George Tucker Butler junior (born September 2, 1931 in Charlotte (North Carolina) , † April 9, 2008 in Castro Valley , California ) was an American jazz producer.

Butler grew up in Charlotte, attended Howard University and Columbia University , where he received his master's degree in music education. Butler stayed in New York and worked for United Artists Records and from 1972 for their then sub-label Blue Note Records . When sales in the jazz sector shrank in the 1970s, he tried to counteract this with crossover projects, among others with the fusion musicians Earl Klugh , Ronnie Laws and Bobbi Humphrey . In addition, he produced jazz greats such as Horace Silver , Donald Byrd , Bobby Hutcherson , Elvin Jones , whose sales figures, according to Butler, were also increased by his success with crossover projects.
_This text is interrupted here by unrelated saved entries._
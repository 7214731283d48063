use chrono::{DateTime, Utc};
use serde::{Deserialize, Serialize};
use typed_builder::TypedBuilder;
use uuid::Uuid;

use crate::error::{DraftError, SpotSaverError};

// --- Geo Types ---

/// A latitude/longitude pair. `{0, 0}` doubles as the "unknown" sentinel.
#[derive(Debug, Clone, Copy, PartialEq, Default, Serialize, Deserialize)]
pub struct Coordinates {
    pub lat: f64,
    pub lng: f64,
}

impl Coordinates {
    pub const SENTINEL: Coordinates = Coordinates { lat: 0.0, lng: 0.0 };

    pub fn new(lat: f64, lng: f64) -> Self {
        Self { lat, lng }
    }

    pub fn is_sentinel(&self) -> bool {
        *self == Self::SENTINEL
    }

    /// True when both components are finite and inside WGS84 bounds.
    pub fn is_valid(&self) -> bool {
        self.lat.is_finite()
            && self.lng.is_finite()
            && (-90.0..=90.0).contains(&self.lat)
            && (-180.0..=180.0).contains(&self.lng)
    }

    /// Display label used for spots dropped straight from the map.
    pub fn label(&self) -> String {
        format!("Lat: {:.4}, Lng: {:.4}", self.lat, self.lng)
    }
}

// --- Identity ---

/// Opaque spot identifier. Database rows use the decimal serial id, spots
/// created in this process use a random UUID.
#[derive(Debug, Clone, PartialEq, Eq, Hash, PartialOrd, Ord, Serialize, Deserialize)]
#[serde(transparent)]
pub struct SpotId(String);

impl SpotId {
    pub fn local() -> Self {
        Self(Uuid::new_v4().to_string())
    }

    pub fn from_remote(id: i64) -> Self {
        Self(id.to_string())
    }

    pub fn as_str(&self) -> &str {
        &self.0
    }
}

impl From<&str> for SpotId {
    fn from(value: &str) -> Self {
        Self(value.to_string())
    }
}

impl From<String> for SpotId {
    fn from(value: String) -> Self {
        Self(value)
    }
}

impl std::fmt::Display for SpotId {
    fn fmt(&self, f: &mut std::fmt::Formatter<'_>) -> std::fmt::Result {
        f.write_str(&self.0)
    }
}

// --- Tags ---

/// Insertion-ordered set of tags. Values are trimmed; blanks and duplicates
/// are dropped on the way in.
#[derive(Debug, Clone, PartialEq, Eq, Default, Serialize, Deserialize)]
#[serde(from = "Vec<String>", into = "Vec<String>")]
pub struct Tags(Vec<String>);

impl Tags {
    pub fn new() -> Self {
        Self::default()
    }

    /// Returns `false` when the tag was blank or already present.
    pub fn insert(&mut self, tag: &str) -> bool {
        let tag = tag.trim();
        if tag.is_empty() || self.contains(tag) {
            return false;
        }
        self.0.push(tag.to_string());
        true
    }

    pub fn remove(&mut self, tag: &str) -> bool {
        let before = self.0.len();
        self.0.retain(|t| t != tag);
        self.0.len() != before
    }

    pub fn contains(&self, tag: &str) -> bool {
        self.0.iter().any(|t| t == tag)
    }

    pub fn iter(&self) -> std::slice::Iter<'_, String> {
        self.0.iter()
    }

    pub fn len(&self) -> usize {
        self.0.len()
    }

    pub fn is_empty(&self) -> bool {
        self.0.is_empty()
    }

    pub fn as_slice(&self) -> &[String] {
        &self.0
    }
}

impl<S: AsRef<str>> FromIterator<S> for Tags {
    fn from_iter<I: IntoIterator<Item = S>>(iter: I) -> Self {
        let mut tags = Tags::new();
        for tag in iter {
            tags.insert(tag.as_ref());
        }
        tags
    }
}

impl From<Vec<String>> for Tags {
    fn from(value: Vec<String>) -> Self {
        value.into_iter().collect()
    }
}

impl From<Tags> for Vec<String> {
    fn from(value: Tags) -> Self {
        value.0
    }
}

impl<'a> IntoIterator for &'a Tags {
    type Item = &'a String;
    type IntoIter = std::slice::Iter<'a, String>;

    fn into_iter(self) -> Self::IntoIter {
        self.0.iter()
    }
}

// --- Rating ---

/// Rating on a 1–5 scale.
#[derive(Debug, Clone, Copy, PartialEq, Eq, PartialOrd, Ord, Hash, Serialize, Deserialize)]
#[serde(try_from = "i64", into = "u8")]
pub struct Rating(u8);

impl Rating {
    pub const MIN: u8 = 1;
    pub const MAX: u8 = 5;

    pub fn value(&self) -> u8 {
        self.0
    }
}

impl TryFrom<i64> for Rating {
    type Error = SpotSaverError;

    fn try_from(value: i64) -> Result<Self, Self::Error> {
        if (i64::from(Self::MIN)..=i64::from(Self::MAX)).contains(&value) {
            Ok(Rating(value as u8))
        } else {
            Err(SpotSaverError::InvalidRating(value))
        }
    }
}

impl From<Rating> for u8 {
    fn from(value: Rating) -> Self {
        value.0
    }
}

// --- Spot ---

#[derive(Debug, Clone, PartialEq, Serialize, Deserialize)]
#[serde(rename_all = "camelCase")]
pub struct Spot {
    pub id: SpotId,
    pub name: String,
    pub location: String,
    pub coordinates: Coordinates,
    pub tags: Tags,
    #[serde(default, skip_serializing_if = "Option::is_none")]
    pub notes: Option<String>,
    #[serde(default, skip_serializing_if = "Option::is_none")]
    pub visited_at: Option<DateTime<Utc>>,
    #[serde(default, skip_serializing_if = "Option::is_none")]
    pub rating: Option<Rating>,
    pub created_at: DateTime<Utc>,
}

impl Spot {
    /// Materialize a draft into a spot. Visit metadata starts out empty.
    pub fn from_draft(id: SpotId, draft: SpotDraft, created_at: DateTime<Utc>) -> Self {
        Self {
            id,
            name: draft.name,
            location: draft.location,
            coordinates: draft.coordinates,
            tags: draft.tags,
            notes: draft.notes,
            visited_at: None,
            rating: None,
            created_at,
        }
    }

    pub fn is_visited(&self) -> bool {
        self.visited_at.is_some()
    }

    pub fn notes_or_empty(&self) -> &str {
        self.notes.as_deref().unwrap_or("")
    }
}

/// The user-supplied part of a spot, before it has an id or timestamp.
#[derive(Debug, Clone, PartialEq, Serialize, Deserialize, TypedBuilder)]
pub struct SpotDraft {
    #[builder(setter(into))]
    pub name: String,
    #[builder(setter(into))]
    pub location: String,
    #[builder(default)]
    #[serde(default)]
    pub coordinates: Coordinates,
    #[builder(default)]
    #[serde(default)]
    pub tags: Tags,
    #[builder(default, setter(strip_option, into))]
    #[serde(default)]
    pub notes: Option<String>,
}

impl SpotDraft {
    /// Name and location must be non-blank.
    pub fn validate(&self) -> Result<(), DraftError> {
        if self.name.trim().is_empty() {
            return Err(DraftError::MissingName);
        }
        if self.location.trim().is_empty() {
            return Err(DraftError::MissingLocation);
        }
        Ok(())
    }

    /// Draft for a pin dropped on the map with no further details.
    pub fn pin(coordinates: Coordinates) -> Self {
        Self {
            name: "New Spot".to_string(),
            location: coordinates.label(),
            coordinates,
            tags: Tags::new(),
            notes: None,
        }
    }
}

// --- Sorting ---

#[derive(Debug, Clone, Copy, PartialEq, Eq, Hash, Default, Serialize, Deserialize)]
#[serde(rename_all = "snake_case")]
pub enum SortKey {
    #[default]
    Recent,
    Name,
    Location,
    Rating,
}

impl SortKey {
    /// Unrecognized keys fall back to `Recent`.
    pub fn parse(value: &str) -> Self {
        match value.trim().to_ascii_lowercase().as_str() {
            "name" => SortKey::Name,
            "location" => SortKey::Location,
            "rating" => SortKey::Rating,
            _ => SortKey::Recent,
        }
    }
}

impl std::fmt::Display for SortKey {
    fn fmt(&self, f: &mut std::fmt::Formatter<'_>) -> std::fmt::Result {
        match self {
            SortKey::Recent => write!(f, "recent"),
            SortKey::Name => write!(f, "name"),
            SortKey::Location => write!(f, "location"),
            SortKey::Rating => write!(f, "rating"),
        }
    }
}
From the late 1970s he was at Columbia Records as "Vice President for Jazz and Progressive Artists and Repertory" (A&R). There he produced a. a. Grover Washington and Billy Cobham , but most of all he managed to persuade Miles Davis to record again after a five-year break in 1980. He also discovered Wynton Marsalis in the early 1980s , whom he brought to Columbia and with whom he also recorded in the classical music environment. He also produced a number of other "Young Lions" such as Branford Marsalis , Terence Blanchard , Donald Harrison . The singer Harry Connick was also produced by him. Butler was also interested in the appearance of his musicians and, as he said in an interview in 1993, tried to introduce a "dress code" with a suit and tie in the 1980s, as in the bebop era. He left Columbia in the mid-1990s. He died of complications from Alzheimer's disease .

He was an honorary doctor of the University of North Carolina at Charlotte. His daughter Bethany Butler is an actress.